ADEAR MARCUS: Internal Revenue Code 121 is clear. To claim the $250,000 principal-residence-sale tax exemption (up to $500,000 for a married couple filing jointly), the home must have been owned and occupied an aggregate 24 of the 60 months before its sale. You said the condo sellers lived in it "several years." If the time they lived in the condo was at least 24 months during the 60 months before the sale, they can qualify for a tax exemption on up to $500,000 in sale profits.
IRC 121 does not require owner-occupancy at the time of the sale if the two-out-of-last-five-years occupancy test was met. Your daughter and son-in-law should consult another tax adviser, because it appears to me that they are entitled to up to $500,000 tax-free sales profit.

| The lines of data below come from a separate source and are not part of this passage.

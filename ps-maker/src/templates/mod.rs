//! Template registry for grid generation
//!
//! Templates are handlebars sources keyed by a template id. The embedded
//! defaults live in [`grid`]; a directory of `<TemplateId>.hbs` files can
//! override any of them.

use crate::error::{MakerError, Result};
use handlebars::Handlebars;
use std::fs;
use std::path::Path;

pub mod grid;
pub use grid::*;

/// Grid definition factory class
pub const DEFINITION_FACTORY: &str = "DefinitionFactory";
/// Search filters class
pub const FILTERS: &str = "Filters";
/// Query builder class
pub const QUERY_BUILDER: &str = "QueryBuilder";
/// Controller skeleton
pub const CONTROLLER: &str = "Controller";
/// Index action member
pub const INDEX_ACTION: &str = "IndexAction";
/// Grid index view
pub const INDEX_VIEW: &str = "index";

/// File extension of template overrides
pub const TEMPLATE_EXTENSION: &str = "hbs";

/// Embedded templates by id
pub const EMBEDDED_TEMPLATES: &[(&str, &str)] = &[
    (DEFINITION_FACTORY, DEFINITION_FACTORY_TEMPLATE),
    (FILTERS, FILTERS_TEMPLATE),
    (QUERY_BUILDER, QUERY_BUILDER_TEMPLATE),
    (CONTROLLER, CONTROLLER_TEMPLATE),
    (INDEX_ACTION, INDEX_ACTION_TEMPLATE),
    (INDEX_VIEW, INDEX_VIEW_TEMPLATE),
];

/// Renders a named template with a flat set of variables
pub trait TemplateRenderer {
    /// Render `template` with `variables`
    ///
    /// # Errors
    ///
    /// Returns [`MakerError::MissingTemplate`] if the template is unknown and
    /// [`MakerError::Render`] if rendering fails.
    fn render(&self, template: &str, variables: &serde_json::Value) -> Result<String>;
}

/// Handlebars backed template registry
pub struct TemplateRegistry {
    handlebars: Handlebars<'static>,
}

impl TemplateRegistry {
    /// Registry with the embedded templates
    ///
    /// # Errors
    ///
    /// Returns an error if an embedded template fails to compile.
    pub fn new() -> Result<Self> {
        let mut registry = Self::empty();
        for (name, source) in EMBEDDED_TEMPLATES {
            registry.register(name, source)?;
        }
        Ok(registry)
    }

    /// Registry with no templates at all
    #[must_use]
    pub fn empty() -> Self {
        let mut handlebars = Handlebars::new();

        // Disable HTML escaping since we're generating code
        handlebars.register_escape_fn(handlebars::no_escape);

        Self { handlebars }
    }

    /// Embedded templates, overridden by `<TemplateId>.hbs` files in `dir`
    ///
    /// # Errors
    ///
    /// Returns an error if the directory cannot be read or an override fails
    /// to compile.
    pub fn with_overrides(dir: &Path) -> Result<Self> {
        let mut registry = Self::new()?;

        let entries = fs::read_dir(dir).map_err(|e| MakerError::io(dir, e))?;
        for entry in entries {
            let path = entry.map_err(|e| MakerError::io(dir, e))?.path();
            if path.extension().and_then(|ext| ext.to_str()) != Some(TEMPLATE_EXTENSION) {
                continue;
            }
            let Some(name) = path.file_stem().and_then(|stem| stem.to_str()) else {
                continue;
            };

            let source = fs::read_to_string(&path).map_err(|e| MakerError::io(&path, e))?;
            registry.register(name, &source)?;
            tracing::debug!(template = name, path = %path.display(), "Template override loaded");
        }

        Ok(registry)
    }

    /// Register or replace a template
    ///
    /// # Errors
    ///
    /// Returns [`MakerError::Render`] if the source does not compile.
    pub fn register(&mut self, name: &str, source: &str) -> Result<()> {
        self.handlebars
            .register_template_string(name, source)
            .map_err(|e| MakerError::Render {
                template: name.to_string(),
                message: e.to_string(),
            })
    }

    /// Whether a template is registered
    #[must_use]
    pub fn has_template(&self, name: &str) -> bool {
        self.handlebars.has_template(name)
    }
}

impl TemplateRenderer for TemplateRegistry {
    fn render(&self, template: &str, variables: &serde_json::Value) -> Result<String> {
        if !self.has_template(template) {
            return Err(MakerError::MissingTemplate(template.to_string()));
        }

        self.handlebars
            .render(template, variables)
            .map_err(|e| MakerError::Render {
                template: template.to_string(),
                message: e.to_string(),
            })
    }
}

/// Write every embedded template to `dir` as `<TemplateId>.hbs`
///
/// Existing files are left alone unless `force` is set. Returns the paths
/// that were written.
///
/// # Errors
///
/// Returns an error if the directory or a file cannot be written.
pub fn export_templates(dir: &Path, force: bool) -> Result<Vec<std::path::PathBuf>> {
    fs::create_dir_all(dir).map_err(|e| MakerError::io(dir, e))?;

    let mut written = Vec::new();
    for (name, source) in EMBEDDED_TEMPLATES {
        let path = dir.join(format!("{name}.{TEMPLATE_EXTENSION}"));
        if path.exists() && !force {
            tracing::debug!(path = %path.display(), "Template already exported, skipping");
            continue;
        }
        fs::write(&path, source).map_err(|e| MakerError::io(&path, e))?;
        written.push(path);
    }

    Ok(written)
}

DEAR BOB: About six years ago our contractor neighbor asked if we would mind if he built a block wall between our two properties, and we agreed. Two years ago, we decided to tear down our house to build a new one. We had the land surveyed and learned the neighbor's block wall cut off five or six feet for the full width of our lot. Whose property is that space, ours or his? Does he have any rights in that strip based on long-term use? -- Sharon G.
DEAR SHARON: Consult a real estate lawyer. From your description, because your neighbor's fence was built on your lot, it is your fence. You are entitled to demolish it. Because you gave the neighbor permission to build the fence, he can't claim a prescriptive easement. A prescriptive easement can be acquired only by open, notorious, continuous and hostile use of another's property for the statutory period. Permissive use defeats the hostility requirement.

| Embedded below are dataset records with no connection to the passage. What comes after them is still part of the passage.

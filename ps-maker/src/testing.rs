//! Test doubles for the storage seams
//!
//! [`InMemoryWorkspace`] stands in for the project sources and
//! [`InMemoryServiceStore`] for the DI configuration. Both record every write
//! and upsert, so tests can assert exactly what a run committed.
//!
//! ```rust
//! use ps_maker::scaffold::destination::{Destination, Layout};
//! use ps_maker::testing::InMemoryWorkspace;
//! use ps_maker::workspace::SourceStore;
//!
//! let mut workspace = InMemoryWorkspace::new(Layout::new(Destination::Root));
//! workspace.insert_file(
//!     "src/PrestaShopBundle/Controller/Admin/CustomerController.php",
//!     "<?php class CustomerController {}",
//! );
//! assert!(workspace.class_exists("PrestaShopBundle\\Controller\\Admin\\CustomerController"));
//! assert!(workspace.writes().is_empty());
//! ```

use crate::error::{MakerError, Result};
use crate::scaffold::destination::Layout;
use crate::scaffold::services::ServiceDescriptor;
use crate::workspace::{ServiceStore, SourceStore, UpsertOutcome};
use std::collections::{BTreeMap, BTreeSet};
use std::io;
use std::path::{Path, PathBuf};

/// Project held in memory
#[derive(Debug, Clone)]
pub struct InMemoryWorkspace {
    layout: Layout,
    files: BTreeMap<PathBuf, String>,
    unreadable: BTreeSet<String>,
    unlocated: BTreeSet<String>,
    writes: Vec<PathBuf>,
}

impl InMemoryWorkspace {
    /// Empty project resolving classes through `layout`
    #[must_use]
    pub const fn new(layout: Layout) -> Self {
        Self {
            layout,
            files: BTreeMap::new(),
            unreadable: BTreeSet::new(),
            unlocated: BTreeSet::new(),
            writes: Vec::new(),
        }
    }

    /// Seed a file without recording a write
    pub fn insert_file(&mut self, path: impl Into<PathBuf>, content: impl Into<String>) {
        self.files.insert(path.into(), content.into());
    }

    /// Make a class report as existing while failing every read
    pub fn make_unreadable(&mut self, class: &str) {
        self.unreadable.insert(class.trim_start_matches('\\').to_string());
    }

    /// Make a class report as existing while its file cannot be found
    pub fn make_unlocated(&mut self, class: &str) {
        self.unlocated.insert(class.trim_start_matches('\\').to_string());
    }

    /// Current content of a file
    #[must_use]
    pub fn file(&self, path: impl AsRef<Path>) -> Option<&str> {
        self.files.get(path.as_ref()).map(String::as_str)
    }

    /// Paths written, in order
    #[must_use]
    pub fn writes(&self) -> &[PathBuf] {
        &self.writes
    }

    /// Forget recorded writes, keeping the content
    pub fn clear_history(&mut self) {
        self.writes.clear();
    }
}

impl SourceStore for InMemoryWorkspace {
    fn class_exists(&self, class: &str) -> bool {
        let class_key = class.trim_start_matches('\\');
        self.unreadable.contains(class_key)
            || self.unlocated.contains(class_key)
            || self
                .layout
                .class_path(class)
                .is_some_and(|path| self.files.contains_key(&path))
    }

    fn read_existing_source(&self, class: &str) -> Result<Option<String>> {
        let path = self.layout.class_path(class);

        if self.unreadable.contains(class.trim_start_matches('\\')) {
            return Err(MakerError::io(
                path.unwrap_or_default(),
                io::Error::new(io::ErrorKind::PermissionDenied, "permission denied"),
            ));
        }

        if self.unlocated.contains(class.trim_start_matches('\\')) {
            return Ok(None);
        }

        Ok(path.and_then(|path| self.files.get(&path).cloned()))
    }

    fn file_exists(&self, path: &Path) -> bool {
        self.files.contains_key(path)
    }

    fn write_file(&mut self, path: &Path, content: &str) -> Result<()> {
        self.files.insert(path.to_path_buf(), content.to_string());
        self.writes.push(path.to_path_buf());
        Ok(())
    }
}

/// DI configuration held in memory, upserts are last-write-wins
#[derive(Debug, Clone, Default)]
pub struct InMemoryServiceStore {
    services: BTreeMap<String, ServiceDescriptor>,
    upserts: Vec<String>,
    persists: usize,
}

impl InMemoryServiceStore {
    /// Empty store
    #[must_use]
    pub fn new() -> Self {
        Self::default()
    }

    /// Service ids upserted, in order
    #[must_use]
    pub fn upserts(&self) -> &[String] {
        &self.upserts
    }

    /// Stored service record
    #[must_use]
    pub fn service(&self, id: &str) -> Option<&ServiceDescriptor> {
        self.services.get(id)
    }

    /// Number of stored service records
    #[must_use]
    pub fn len(&self) -> usize {
        self.services.len()
    }

    /// Whether no record is stored
    #[must_use]
    pub fn is_empty(&self) -> bool {
        self.services.is_empty()
    }

    /// How many times the store was persisted
    #[must_use]
    pub const fn persists(&self) -> usize {
        self.persists
    }
}

impl ServiceStore for InMemoryServiceStore {
    fn upsert_service(&mut self, service: &ServiceDescriptor) -> Result<UpsertOutcome> {
        self.upserts.push(service.id.clone());

        let outcome = match self.services.insert(service.id.clone(), service.clone()) {
            None => UpsertOutcome::Inserted,
            Some(previous) if previous == *service => UpsertOutcome::Unchanged,
            Some(_) => UpsertOutcome::Updated,
        };
        Ok(outcome)
    }

    fn persist(&mut self) -> Result<()> {
        self.persists += 1;
        Ok(())
    }
}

DEAR BOB: In 1974 my parents bought a home for my husband and me. They held the title, but we made the mortgage and property tax payments for 30 years. The oral agreement between us is that we can sell the home whenever we want. Now we would like to sell and move to Northern California, but I am told we will owe huge taxes if we do this. The house is now worth at least $725,000. Is there any way to avoid tax by buying a home where we are moving? -- Cheryl S.
DEAR CHERYL: You and your parents made a big mistake by not holding the home's title in your names for the past 30 years. Oral agreements mean nothing in real estate or to the Internal Revenue Service.

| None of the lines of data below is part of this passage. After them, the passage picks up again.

//! Where generated code lands: the core project or a module
//!
//! The destination decides PHP namespaces, the DI service prefix, the
//! PSR-4 mapping from classes to files and the view and services file paths.

use super::naming::{validate_identifier, IdentifierSet};
use crate::error::Result;
use convert_case::{Case, Casing};
use std::path::PathBuf;

/// Service prefix used for the core project
pub const CORE_SERVICES_PREFIX: &str = "prestashop.core";

/// Default namespace pattern for modules, `{module}` is the `PascalCase` module name
pub const DEFAULT_MODULE_NAMESPACE: &str = "PrestaShop\\Module\\{module}\\";

/// Default services file for the core project
pub const DEFAULT_ROOT_SERVICES_FILE: &str =
    "src/PrestaShopBundle/Resources/config/services/core/grid.yml";

/// Default services file inside a module directory
pub const DEFAULT_MODULE_SERVICES_FILE: &str = "config/services.yml";

/// Default view file extension
pub const DEFAULT_VIEW_EXTENSION: &str = "html.twig";

const CORE_NAMESPACE: &str = "PrestaShop\\PrestaShop\\";
const BUNDLE_NAMESPACE: &str = "PrestaShopBundle\\";

/// Target of a generation run
#[derive(Debug, Clone, PartialEq, Eq)]
pub enum Destination {
    /// The core project
    Root,
    /// A module, by technical name (e.g. `kjgrid`)
    Module(String),
}

impl Destination {
    /// Destination for an optional module name
    ///
    /// # Errors
    ///
    /// Returns an error if the module name is not a valid identifier.
    pub fn from_module(module: Option<&str>) -> Result<Self> {
        match module.map(str::trim) {
            None => Ok(Self::Root),
            Some(name) => {
                validate_identifier("Module name", name)?;
                Ok(Self::Module(name.to_string()))
            }
        }
    }

    /// Whether this is the core project
    #[must_use]
    pub const fn is_root(&self) -> bool {
        matches!(self, Self::Root)
    }
}

/// Project layout for one destination
#[derive(Debug, Clone)]
pub struct Layout {
    destination: Destination,
    namespace_root: String,
    view_extension: String,
    services_file: PathBuf,
}

impl Layout {
    /// Layout with default conventions
    #[must_use]
    pub fn new(destination: Destination) -> Self {
        let mut layout = Self {
            destination,
            namespace_root: CORE_NAMESPACE.to_string(),
            view_extension: DEFAULT_VIEW_EXTENSION.to_string(),
            services_file: PathBuf::new(),
        };
        layout = layout.with_module_namespace(DEFAULT_MODULE_NAMESPACE);
        let services_file = match &layout.destination {
            Destination::Root => PathBuf::from(DEFAULT_ROOT_SERVICES_FILE),
            Destination::Module(_) => layout.base_dir().join(DEFAULT_MODULE_SERVICES_FILE),
        };
        layout.services_file = services_file;
        layout
    }

    /// Override the module namespace pattern (ignored for the core project)
    #[must_use]
    pub fn with_module_namespace(mut self, pattern: &str) -> Self {
        if let Destination::Module(name) = &self.destination {
            let mut namespace = pattern.replace("{module}", &name.to_case(Case::Pascal));
            if !namespace.ends_with('\\') {
                namespace.push('\\');
            }
            self.namespace_root = namespace.trim_start_matches('\\').to_string();
        }
        self
    }

    /// Override the view file extension
    #[must_use]
    pub fn with_view_extension(mut self, extension: &str) -> Self {
        self.view_extension = extension.trim_start_matches('.').to_string();
        self
    }

    /// Override the services file, relative to the project root
    #[must_use]
    pub fn with_services_file(mut self, path: impl Into<PathBuf>) -> Self {
        self.services_file = path.into();
        self
    }

    /// Destination this layout describes
    #[must_use]
    pub const fn destination(&self) -> &Destination {
        &self.destination
    }

    /// Prefix of every generated service id
    #[must_use]
    pub fn services_prefix(&self) -> String {
        match &self.destination {
            Destination::Root => CORE_SERVICES_PREFIX.to_string(),
            Destination::Module(name) => name.to_lowercase(),
        }
    }

    /// Namespace holding the grid classes
    #[must_use]
    pub fn grid_namespace(&self) -> String {
        match self.destination {
            Destination::Root => format!("{CORE_NAMESPACE}Core\\Grid\\"),
            Destination::Module(_) => format!("{}Grid\\", self.namespace_root),
        }
    }

    /// Namespace holding the filters classes
    #[must_use]
    pub fn filters_namespace(&self) -> String {
        match self.destination {
            Destination::Root => format!("{CORE_NAMESPACE}Core\\Search\\Filters\\"),
            Destination::Module(_) => format!("{}Search\\Filters\\", self.namespace_root),
        }
    }

    /// Namespace holding admin controllers
    #[must_use]
    pub fn controller_namespace(&self) -> String {
        match self.destination {
            Destination::Root => format!("{BUNDLE_NAMESPACE}Controller\\Admin\\"),
            Destination::Module(_) => format!("{}Controller\\Admin\\", self.namespace_root),
        }
    }

    /// Directory of the destination relative to the project root
    #[must_use]
    pub fn base_dir(&self) -> PathBuf {
        match &self.destination {
            Destination::Root => PathBuf::new(),
            Destination::Module(name) => PathBuf::from("modules").join(name),
        }
    }

    /// PSR-4 prefixes, longest first
    #[must_use]
    pub fn autoload(&self) -> Vec<(String, PathBuf)> {
        match self.destination {
            Destination::Root => vec![
                (BUNDLE_NAMESPACE.to_string(), PathBuf::from("src/PrestaShopBundle")),
                (CORE_NAMESPACE.to_string(), PathBuf::from("src")),
            ],
            Destination::Module(_) => vec![(self.namespace_root.clone(), self.base_dir().join("src"))],
        }
    }

    /// File path of a class, relative to the project root
    ///
    /// Returns `None` when no autoload prefix matches.
    #[must_use]
    pub fn class_path(&self, class: &str) -> Option<PathBuf> {
        let class = class.trim_start_matches('\\');
        self.autoload().into_iter().find_map(|(prefix, dir)| {
            let relative = class.strip_prefix(prefix.as_str())?;
            let mut path = dir;
            for segment in relative.split('\\') {
                path.push(segment);
            }
            path.set_extension("php");
            Some(path)
        })
    }

    /// Path of the grid view for an entity
    #[must_use]
    pub fn view_path(&self, ids: &IdentifierSet) -> PathBuf {
        let base = match self.destination {
            Destination::Root => PathBuf::from("src/PrestaShopBundle/Resources"),
            Destination::Module(_) => self.base_dir(),
        };
        base.join("views")
            .join("Admin")
            .join(&ids.class_name)
            .join(format!("index.{}", self.view_extension))
    }

    /// Name the controller passes to the view renderer
    #[must_use]
    pub fn view_reference(&self, ids: &IdentifierSet) -> String {
        let class_name = &ids.class_name;
        let extension = &self.view_extension;
        match &self.destination {
            Destination::Root => format!("@PrestaShop/Admin/{class_name}/index.{extension}"),
            Destination::Module(name) => {
                format!("@Modules/{name}/views/Admin/{class_name}/index.{extension}")
            }
        }
    }

    /// Services file, relative to the project root
    #[must_use]
    pub const fn services_file(&self) -> &PathBuf {
        &self.services_file
    }

    /// Translation domain implied by the destination
    ///
    /// Modules use `Modules.<Name>.Admin`; the core project has no implied
    /// domain and asks the user instead.
    #[must_use]
    pub fn default_translation_domain(&self) -> Option<String> {
        match &self.destination {
            Destination::Root => None,
            Destination::Module(name) => {
                let lower = name.to_lowercase();
                let mut chars = lower.chars();
                let capitalized = chars
                    .next()
                    .map(|first| format!("{}{}", first.to_ascii_uppercase(), chars.as_str()))
                    .unwrap_or_default();
                Some(format!("Modules.{capitalized}.Admin"))
            }
        }
    }
}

It's irrelevant that you paid the mortgage and property tax. All these years, you were not entitled to claim the tax deductions for those payments. Neither were your parents entitled to claim those deductions because they didn't pay them.
To make matters worse, if you tell your parents you now want to sell the house and expect them to honor their agreement to give you the sale proceeds so you can buy a home elsewhere, it is they (not you) who will owe a huge capital gains tax. Consult a tax adviser, but there is no easy way out of this mess.
DEAR BOB: My brother was close to our mother, who died last year at age 92. He lived near her and made sure she had the best care. I live about 1,000 miles away and am grateful to my brother for looking after our mom. For the past few years she was feeble and frail. Her will left her house to both of us. My brother says that because he holds a power of attorney, he can sell the house, deduct the nearly $250,000 he spent on mother's care, and then divide the sales proceeds with me. Is this correct? -- Susan R.
DEAR SUSAN: No. When the grantor or creator of a power of attorney dies, the power of attorney document ceases to be valid.
However, if your late mother held title to her home in her living trust and if your brother is named successor trustee under that living trust, then he has power to distribute the living trust assets without probate to the designated beneficiaries.
As for subtracting the $250,000 your brother allegedly spent on your mother's care, he probably doesn't have a legal right to do that. But it would be the right thing to reimburse him from the home's sales proceeds.
If you think your brother is taking advantage of the situation because of your distance, and if the sales price of the home is substantial, you might wish to retain a local probate lawyer to look out for your interests.